Il padre della legge dei parchi ci affida il promemoria per il governo italiano: la manutenzione dei beni pubblici
Morti e distruzioni anche nelle miti e virtuose Marche. L’Italia torna a svegliarsi dolorosamente sorpresa da un numero crescente di eventi meteorologici estremi. Stiamo pagando un conto molto salato, ma non imprevisto (più volte al centro dei testi su questo blog). Paghiamo per i mutamenti climatici, certo, ma soprattutto per i ritardi nell’adattarci, come singoli e come istituzioni, come sistema Paese, a fenomeni sempre più frequenti.
Nel Piano di spesa delle risorse del Recovery Fund europeo diamo la precedenza, con la salute, al recupero e a far ritrovare la “buona salute” a ponti e strade, edifici scolastici e acquedotti.

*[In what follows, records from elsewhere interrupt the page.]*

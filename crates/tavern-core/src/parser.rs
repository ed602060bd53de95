//! Splits a model reply into the visible answer and its `<think>` reasoning.

use regex::Regex;
use std::sync::LazyLock;

/// First `<think>...</think>` span, shortest match, newlines included.
static THINK_BLOCK: LazyLock<Regex> =
    LazyLock::new(|| Regex::new(r"(?s)<think>(.*?)</think>").expect("valid think-block regex"));

/// A message split into what the user sees and the model's hidden reasoning
#[derive(Debug, Clone, PartialEq, Eq)]
pub struct ParsedContent {
    pub display_text: String,
    pub reasoning: Option<String>,
}

/// Extract the first reasoning block from `raw`.
///
/// Only the first block is removed; any later block stays in the display
/// text. A block with nothing between its markers is not recognised. Partial
/// text with an unclosed `<think>` is returned as-is (trimmed), so this is
/// safe to call on every streamed chunk.
pub fn parse_content(raw: &str) -> ParsedContent {
    if let Some(caps) = THINK_BLOCK.captures(raw) {
        let (span, interior) = match (caps.get(0), caps.get(1)) {
            (Some(span), Some(interior)) => (span, interior.as_str()),
            _ => return plain(raw),
        };

        if interior.is_empty() {
            return plain(raw);
        }

        let mut display = String::with_capacity(raw.len() - span.len());
        display.push_str(&raw[..span.start()]);
        display.push_str(&raw[span.end()..]);

        return ParsedContent {
            display_text: display.trim().to_string(),
            reasoning: Some(interior.trim().to_string()),
        };
    }

    plain(raw)
}

fn plain(raw: &str) -> ParsedContent {
    ParsedContent {
        display_text: raw.trim().to_string(),
        reasoning: None,
    }
}
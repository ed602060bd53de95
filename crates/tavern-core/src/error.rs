//! Error types shared by the pipeline and the generation backends.

use thiserror::Error;

/// Everything that can go wrong between receiving turns and finishing a stream.
///
/// None of these are retried or translated by the pipeline; they travel to the
/// caller exactly as the backend produced them.
#[derive(Error, Debug)]
pub enum TavernError {
    /// Connection failure, timeout, or a broken body while reading the stream
    #[error("Transport error: {0}")]
    Transport(#[from] reqwest::Error),

    /// The provider answered with a non-success status
    #[error("Provider error {status}: {body}")]
    Provider { status: u16, body: String },

    /// A streamed chunk could not be decoded
    #[error("Decode error: {0}")]
    Decode(#[from] serde_json::Error),

    /// The body could not be split into lines (overlong or not UTF-8)
    #[error("Stream framing error: {0}")]
    Framing(String),

    /// Configuration file could not be read or parsed
    #[error("Configuration error: {0}")]
    Config(String),
}

impl TavernError {
    pub fn provider(status: u16, body: impl Into<String>) -> Self {
        Self::Provider {
            status,
            body: body.into(),
        }
    }

    pub fn config(message: impl Into<String>) -> Self {
        Self::Config(message.into())
    }
}

pub type Result<T> = std::result::Result<T, TavernError>;

#[cfg(test)]
mod tests {
    use super::*;

    #[test]
    fn test_provider_error_message() {
        let err = TavernError::provider(401, "invalid api key");
        assert_eq!(err.to_string(), "Provider error 401: invalid api key");
    }

    #[test]
    fn test_decode_error_from_serde() {
        let serde_err = serde_json::from_str::<serde_json::Value>("{not json").unwrap_err();
        let err: TavernError = serde_err.into();
        assert!(matches!(err, TavernError::Decode(_)));
    }
}
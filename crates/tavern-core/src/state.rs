//! UI-agnostic conversation types
//!
//! These are shared between the HTTP server and the terminal client and don't
//! depend on any UI framework. The JSON shape matches what the chat endpoint
//! accepts: `{"role": "user", "content": "..."}`.

use serde::{Deserialize, Serialize};

/// One message in the conversation
#[derive(Debug, Clone, PartialEq, Eq, Serialize, Deserialize)]
pub struct ChatTurn {
    pub role: ChatRole,
    pub content: String,
}

impl ChatTurn {
    pub fn new(role: ChatRole, content: impl Into<String>) -> Self {
        Self {
            role,
            content: content.into(),
        }
    }

    pub fn user(content: impl Into<String>) -> Self {
        Self::new(ChatRole::User, content)
    }

    pub fn assistant(content: impl Into<String>) -> Self {
        Self::new(ChatRole::Assistant, content)
    }

    pub fn system(content: impl Into<String>) -> Self {
        Self::new(ChatRole::System, content)
    }
}

/// The role of a chat message sender
#[derive(Debug, Clone, Copy, PartialEq, Eq, Serialize, Deserialize)]
#[serde(rename_all = "lowercase")]
pub enum ChatRole {
    User,
    Assistant,
    System,
}

impl ChatRole {
    pub fn as_str(&self) -> &'static str {
        match self {
            ChatRole::User => "user",
            ChatRole::Assistant => "assistant",
            ChatRole::System => "system",
        }
    }

    /// Whether the UI offers edit/delete actions for turns of this role
    pub fn is_editable(&self) -> bool {
        matches!(self, ChatRole::User | ChatRole::Assistant)
    }
}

Seguiamo le istruzioni che ci vengono da chi, sui grandi giornali, alza spesso gli occhi per scrutare il nostro orizzonte comune (per tutti cito i testi di Gian Antonio Stella sul Corriere della Sera, “La nostra terra da riparare”, fresco premiato con il Cervia Ambiente per il suo film con Andrea Segre sulla memoria dell’alluvione del Po: Antonio Maria Mira, “Adattarci tutti per sopravvivere” editoriale su Avvenire del 17: e il costruttivo intervento di Marco Merola sul progetto “Adaptation” che trovate sul nuovo libro da me curato, “Acqua ultima chiamata”).

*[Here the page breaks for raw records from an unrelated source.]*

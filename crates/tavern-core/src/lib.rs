pub mod ai;
pub mod backend;
pub mod codec;
pub mod config;
pub mod conversation;
pub mod error;
pub mod instruction;
pub mod params;
pub mod parser;
pub mod pipeline;
pub mod provider;
pub mod state;

// Re-export main types for convenience
pub use ai::{backend_from_settings, OllamaClient, OpenAIClient};
pub use backend::{GenerationBackend, GenerationRequest, TextStream};
pub use config::{Config, Settings};
pub use conversation::Conversation;
pub use error::{Result, TavernError};
pub use instruction::{
    resolve_system_instruction, ConfiguredInstruction, PersonaMode, SystemInstructionSource,
};
pub use params::{GenerationParameters, ParamKind};
pub use parser::{parse_content, ParsedContent};
pub use pipeline::Pipeline;
pub use provider::Provider;
pub use state::{ChatRole, ChatTurn};
fn render_input(app: &App, frame: &mut Frame, area: Rect) {
    let (text, cursor_pos, title, active) = match app.input_mode {
        InputMode::EditMessage => (
            app.conversation.edit_buffer().unwrap_or_default(),
            app.edit_cursor,
            " Editing (Enter save, Esc cancel) ",
            true,
        ),
        mode => (
            app.input.as_str(),
            app.input_cursor,
            " Speak your mind... ",
            mode == InputMode::Input,
        ),
    };

    let border_color = if !active {
        Color::DarkGray
    } else if app.pending && app.input_mode == InputMode::Input {
        Color::Red
    } else {
        Color::Yellow
    };

    let block = Block::default()
        .borders(Borders::ALL)
        .border_style(Style::default().fg(border_color))
        .title(title);

    // Horizontal scroll keeps the cursor visible
    let inner_width = area.width.saturating_sub(2) as usize;
    let scroll_offset = if inner_width == 0 {
        0
    } else if cursor_pos >= inner_width {
        cursor_pos - inner_width + 1
    } else {
        0
    };

    // Newlines shown as a single glyph so char positions stay aligned
    let visible_text: String = text
        .chars()
        .map(|c| if c == '\n' { '↵' } else { c })
        .skip(scroll_offset)
        .take(inner_width)
        .collect();

    let input = Paragraph::new(visible_text)
        .style(Style::default().fg(Color::Cyan))
        .block(block);
    frame.render_widget(input, area);

    if active {
        let cursor_x = (cursor_pos - scroll_offset) as u16;
        frame.set_cursor_position((area.x + cursor_x + 1, area.y + 1));
    }
}
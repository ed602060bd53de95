//! Incremental decoding helpers for chunked HTTP bodies.
//!
//! Network chunks split lines and multi-byte characters at arbitrary points;
//! line framing goes through tokio-util's `LinesCodec`, and text decoding
//! holds an incomplete multi-byte tail until the next chunk arrives.

use std::io;
use std::pin::Pin;

use futures_util::{Stream, StreamExt};
use tokio_util::bytes::Buf;
use tokio_util::codec::{FramedRead, LinesCodec, LinesCodecError};
use tokio_util::io::StreamReader;

use crate::error::{Result, TavernError};

/// Longest line accepted from a provider stream
pub const MAX_LINE_BYTES: usize = 1024 * 1024;

pub type LineStream = Pin<Box<dyn Stream<Item = Result<String>> + Send>>;

/// Frame a response body into `\n`-terminated lines (a trailing `\r` is
/// dropped, and an unterminated final line is still yielded).
pub fn response_lines(response: reqwest::Response) -> LineStream {
    let chunks = response.bytes_stream().map(|chunk| chunk.map_err(io::Error::other));
    frame_lines(chunks, MAX_LINE_BYTES)
}

fn frame_lines<S, B>(chunks: S, max_length: usize) -> LineStream
where
    S: Stream<Item = io::Result<B>> + Send + 'static,
    B: Buf + Send + 'static,
{
    let lines = FramedRead::new(
        StreamReader::new(chunks),
        LinesCodec::new_with_max_length(max_length),
    );
    Box::pin(lines.map(|line| line.map_err(line_error)))
}

fn line_error(err: LinesCodecError) -> TavernError {
    match err {
        LinesCodecError::MaxLineLengthExceeded => {
            TavernError::Framing("line exceeds maximum length".to_string())
        }
        LinesCodecError::Io(err) => {
            let message = err.to_string();
            // Body read failures come back wrapped; surface them as transport errors
            match err.into_inner().map(|inner| inner.downcast::<reqwest::Error>()) {
                Some(Ok(transport)) => TavernError::Transport(*transport),
                _ => TavernError::Framing(message),
            }
        }
    }
}

/// Turns byte chunks into text without splitting a UTF-8 sequence.
#[derive(Debug, Default)]
pub struct Utf8Decoder {
    pending: Vec<u8>,
}

impl Utf8Decoder {
    pub fn new() -> Self {
        Self::default()
    }

    /// Decode as much of the buffered input as forms complete characters.
    /// Invalid sequences are replaced with U+FFFD.
    pub fn push(&mut self, chunk: &[u8]) -> String {
        self.pending.extend_from_slice(chunk);

        let mut out = String::new();
        loop {
            match std::str::from_utf8(&self.pending) {
                Ok(text) => {
                    out.push_str(text);
                    self.pending.clear();
                    return out;
                }
                Err(err) => {
                    let valid = err.valid_up_to();
                    out.push_str(&String::from_utf8_lossy(&self.pending[..valid]));
                    match err.error_len() {
                        Some(bad) => {
                            out.push(char::REPLACEMENT_CHARACTER);
                            self.pending.drain(..valid + bad);
                        }
                        None => {
                            // Incomplete sequence at the end; wait for more bytes
                            self.pending.drain(..valid);
                            return out;
                        }
                    }
                }
            }
        }
    }

    pub fn finish(&mut self) -> String {
        let rest = std::mem::take(&mut self.pending);
        String::from_utf8_lossy(&rest).into_owned()
    }
}
//! Generation parameters and the bounds the parameter panel enforces.

use serde::{Deserialize, Serialize};

/// Sampling knobs forwarded to the provider when the client sends them.
///
/// The server does not validate these; the client clamps them to
/// [`ParamKind::min`]..=[`ParamKind::max`] as the user adjusts a slider.
#[derive(Debug, Clone, Copy, PartialEq, Serialize, Deserialize)]
#[serde(rename_all = "camelCase")]
pub struct GenerationParameters {
    pub temperature: f32,
    #[serde(alias = "maxOutputTokens")]
    pub max_tokens: u32,
    pub top_p: f32,
    pub frequency_penalty: f32,
    pub presence_penalty: f32,
}

impl Default for GenerationParameters {
    fn default() -> Self {
        Self {
            temperature: 0.7,
            max_tokens: 500,
            top_p: 0.9,
            frequency_penalty: 0.0,
            presence_penalty: 0.0,
        }
    }
}

/// One slider in the parameter panel
#[derive(Debug, Clone, Copy, PartialEq, Eq)]
pub enum ParamKind {
    Temperature,
    MaxTokens,
    TopP,
    FrequencyPenalty,
    PresencePenalty,
}

impl ParamKind {
    pub fn all() -> [ParamKind; 5] {
        [
            ParamKind::Temperature,
            ParamKind::MaxTokens,
            ParamKind::TopP,
            ParamKind::FrequencyPenalty,
            ParamKind::PresencePenalty,
        ]
    }

    pub fn label(&self) -> &'static str {
        match self {
            ParamKind::Temperature => "Temperature",
            ParamKind::MaxTokens => "Max Tokens",
            ParamKind::TopP => "Top P",
            ParamKind::FrequencyPenalty => "Frequency Penalty",
            ParamKind::PresencePenalty => "Presence Penalty",
        }
    }

    pub fn min(&self) -> f64 {
        match self {
            ParamKind::MaxTokens => 100.0,
            _ => 0.0,
        }
    }

    pub fn max(&self) -> f64 {
        match self {
            ParamKind::Temperature => 2.0,
            ParamKind::MaxTokens => 2000.0,
            ParamKind::TopP => 1.0,
            ParamKind::FrequencyPenalty => 2.0,
            ParamKind::PresencePenalty => 2.0,
        }
    }

    pub fn step(&self) -> f64 {
        match self {
            ParamKind::Temperature => 0.1,
            ParamKind::MaxTokens => 50.0,
            ParamKind::TopP => 0.05,
            ParamKind::FrequencyPenalty => 0.1,
            ParamKind::PresencePenalty => 0.1,
        }
    }

    /// Where `value` sits between min and max, as 0.0..=1.0
    pub fn ratio(&self, value: f64) -> f64 {
        ((value - self.min()) / (self.max() - self.min())).clamp(0.0, 1.0)
    }
}

impl GenerationParameters {
    pub fn get(&self, kind: ParamKind) -> f64 {
        match kind {
            ParamKind::Temperature => self.temperature as f64,
            ParamKind::MaxTokens => self.max_tokens as f64,
            ParamKind::TopP => self.top_p as f64,
            ParamKind::FrequencyPenalty => self.frequency_penalty as f64,
            ParamKind::PresencePenalty => self.presence_penalty as f64,
        }
    }

    /// Set a value, clamped to the slider's range and snapped to its step.
    pub fn set(&mut self, kind: ParamKind, value: f64) {
        let steps = ((value - kind.min()) / kind.step()).round();
        let snapped = (kind.min() + steps * kind.step()).clamp(kind.min(), kind.max());
        // Strip float noise left by the step multiplication (0.30000000000000004)
        let snapped = (snapped * 1000.0).round() / 1000.0;

        match kind {
            ParamKind::Temperature => self.temperature = snapped as f32,
            ParamKind::MaxTokens => self.max_tokens = snapped as u32,
            ParamKind::TopP => self.top_p = snapped as f32,
            ParamKind::FrequencyPenalty => self.frequency_penalty = snapped as f32,
            ParamKind::PresencePenalty => self.presence_penalty = snapped as f32,
        }
    }

    /// Move a slider by whole steps (negative moves down).
    pub fn nudge(&mut self, kind: ParamKind, steps: i32) {
        let value = self.get(kind) + steps as f64 * kind.step();
        self.set(kind, value);
    }

    /// Every value pulled back inside its slider range
    pub fn clamped(mut self) -> Self {
        for kind in ParamKind::all() {
            let value = self.get(kind);
            self.set(kind, value);
        }
        self
    }

    /// Display string used next to each slider label
    pub fn format(&self, kind: ParamKind) -> String {
        match kind {
            ParamKind::MaxTokens => self.max_tokens.to_string(),
            _ => format!("{:.2}", self.get(kind))
                .trim_end_matches('0')
                .trim_end_matches('.')
                .to_string(),
        }
    }
}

“Ormai sono pochi, anche se a volte autorevoli e rumorosi, i negazionisti dei mutamenti climatici. Ma se riconosciamo tali mutamenti dobbiamo agire, non solo con azioni per mitigarli (la decarbonizzazione), che comunque richiedono tempi lunghi, ma con altrettante, e più rapide, azioni di adattamento. Eppure il Piano nazionale di adattamento ai mutamenti climatici, predisposto dal Ministero dell’Ambiente (ora Transizione ecologica) nel 2018, è fermo da allora per le resistenze soprattutto di Regioni e Comuni. Perché toccherebbe poi a loro attuarlo, mettendo mano alle aree a rischio, con precisi interventi di protezione civile e anche urbanistici, fino alle inedificabilità e delocalizzazioni. Non li si ritiene importanti?”, si chiede l’editorialista di Avvenire. “O c’è timore che siano provvedimenti impopolari che fanno perdere il consenso dei cittadini?” (S.G.)

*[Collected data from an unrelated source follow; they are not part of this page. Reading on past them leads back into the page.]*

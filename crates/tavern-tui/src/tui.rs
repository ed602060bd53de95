use std::io::{self, Stderr};
use std::ops::{Deref, DerefMut};
use std::time::Duration;

use anyhow::Result;
use crossterm::{
    event::{Event, EventStream, KeyEvent, KeyEventKind},
    execute,
    terminal::{disable_raw_mode, enable_raw_mode, EnterAlternateScreen, LeaveAlternateScreen},
};
use futures_util::StreamExt;
use ratatui::{backend::CrosstermBackend, Terminal};
use tokio::sync::mpsc::{self, UnboundedReceiver, UnboundedSender};

use crate::client::StreamEvent;

/// Drives the "pondering" animation
const TICK_RATE: Duration = Duration::from_millis(300);

#[derive(Debug)]
pub enum AppEvent {
    Key(KeyEvent),
    Resize(u16, u16),
    Tick,
    /// Progress of the in-flight chat request
    Stream(StreamEvent),
}

/// Single queue the main loop reads: terminal input, ticks, and chat
/// progress all arrive here.
pub struct EventHandler {
    rx: UnboundedReceiver<AppEvent>,
    tx: UnboundedSender<AppEvent>,
}

impl EventHandler {
    pub fn new() -> Self {
        let (tx, rx) = mpsc::unbounded_channel();
        tokio::spawn(forward_terminal_events(tx.clone()));
        tokio::spawn(forward_ticks(tx.clone(), TICK_RATE));
        Self { rx, tx }
    }

    /// Handle for background tasks that report back into the event loop
    pub fn sender(&self) -> UnboundedSender<AppEvent> {
        self.tx.clone()
    }

    pub async fn next(&mut self) -> Option<AppEvent> {
        self.rx.recv().await
    }
}

fn translate(event: Event) -> Option<AppEvent> {
    match event {
        // Presses only; release events would double every keystroke on Windows
        Event::Key(key) if key.kind == KeyEventKind::Press => Some(AppEvent::Key(key)),
        Event::Resize(w, h) => Some(AppEvent::Resize(w, h)),
        _ => None,
    }
}

async fn forward_terminal_events(tx: UnboundedSender<AppEvent>) {
    let mut reader = EventStream::new();
    while let Some(event) = reader.next().await {
        let Some(event) = event.ok().and_then(translate) else {
            continue;
        };
        if tx.send(event).is_err() {
            break;
        }
    }
}

async fn forward_ticks(tx: UnboundedSender<AppEvent>, period: Duration) {
    let mut interval = tokio::time::interval(period);
    loop {
        interval.tick().await;
        if tx.send(AppEvent::Tick).is_err() {
            break;
        }
    }
}

/// Raw-mode alternate-screen terminal; leaving scope puts the shell back.
pub struct Tui {
    terminal: Terminal<CrosstermBackend<Stderr>>,
}

impl Tui {
    pub fn enter() -> Result<Self> {
        enable_raw_mode()?;
        execute!(io::stderr(), EnterAlternateScreen)?;
        let terminal = Terminal::new(CrosstermBackend::new(io::stderr()))?;
        Ok(Self { terminal })
    }
}

impl Deref for Tui {
    type Target = Terminal<CrosstermBackend<Stderr>>;

    fn deref(&self) -> &Self::Target {
        &self.terminal
    }
}

impl DerefMut for Tui {
    fn deref_mut(&mut self) -> &mut Self::Target {
        &mut self.terminal
    }
}

impl Drop for Tui {
    fn drop(&mut self) {
        if let Err(e) = restore() {
            tracing::error!("failed to restore terminal: {}", e);
        }
    }
}

fn restore() -> Result<()> {
    execute!(io::stderr(), LeaveAlternateScreen)?;
    disable_raw_mode()?;
    Ok(())
}

/// A panic would otherwise leave the shell in raw mode with the message hidden
pub fn install_panic_hook() {
    let original_hook = std::panic::take_hook();
    std::panic::set_hook(Box::new(move |panic_info| {
        let _ = restore();
        original_hook(panic_info);
    }));
}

In un’opera del 1955 (La sua signora) Leo Longanesi, che era un imprevedibile, originale scrittore oltre che un sagace editore, scrisse un aforisma permeato di fine ironia, ahimè tuttora valido e attuale: gli italiani preferiscono le inaugurazioni alle manutenzioni.
L’Italia è un Paese a economia avanzata che, nonostante i ricorrenti crolli di ponti e di edifici scolastici con la conseguenza tragica di perdite di vite umane, trascura la manutenzione dei beni pubblici o sociali.
Nessuno demonizza il nuovo purché sia utile e non abbia controindicazioni escludenti come sarebbe, ad esempio, la proposta di costruzione di una centrale idroelettrica in un centro storico (a Bassano del Grappa in sfregio al fiume Brenta).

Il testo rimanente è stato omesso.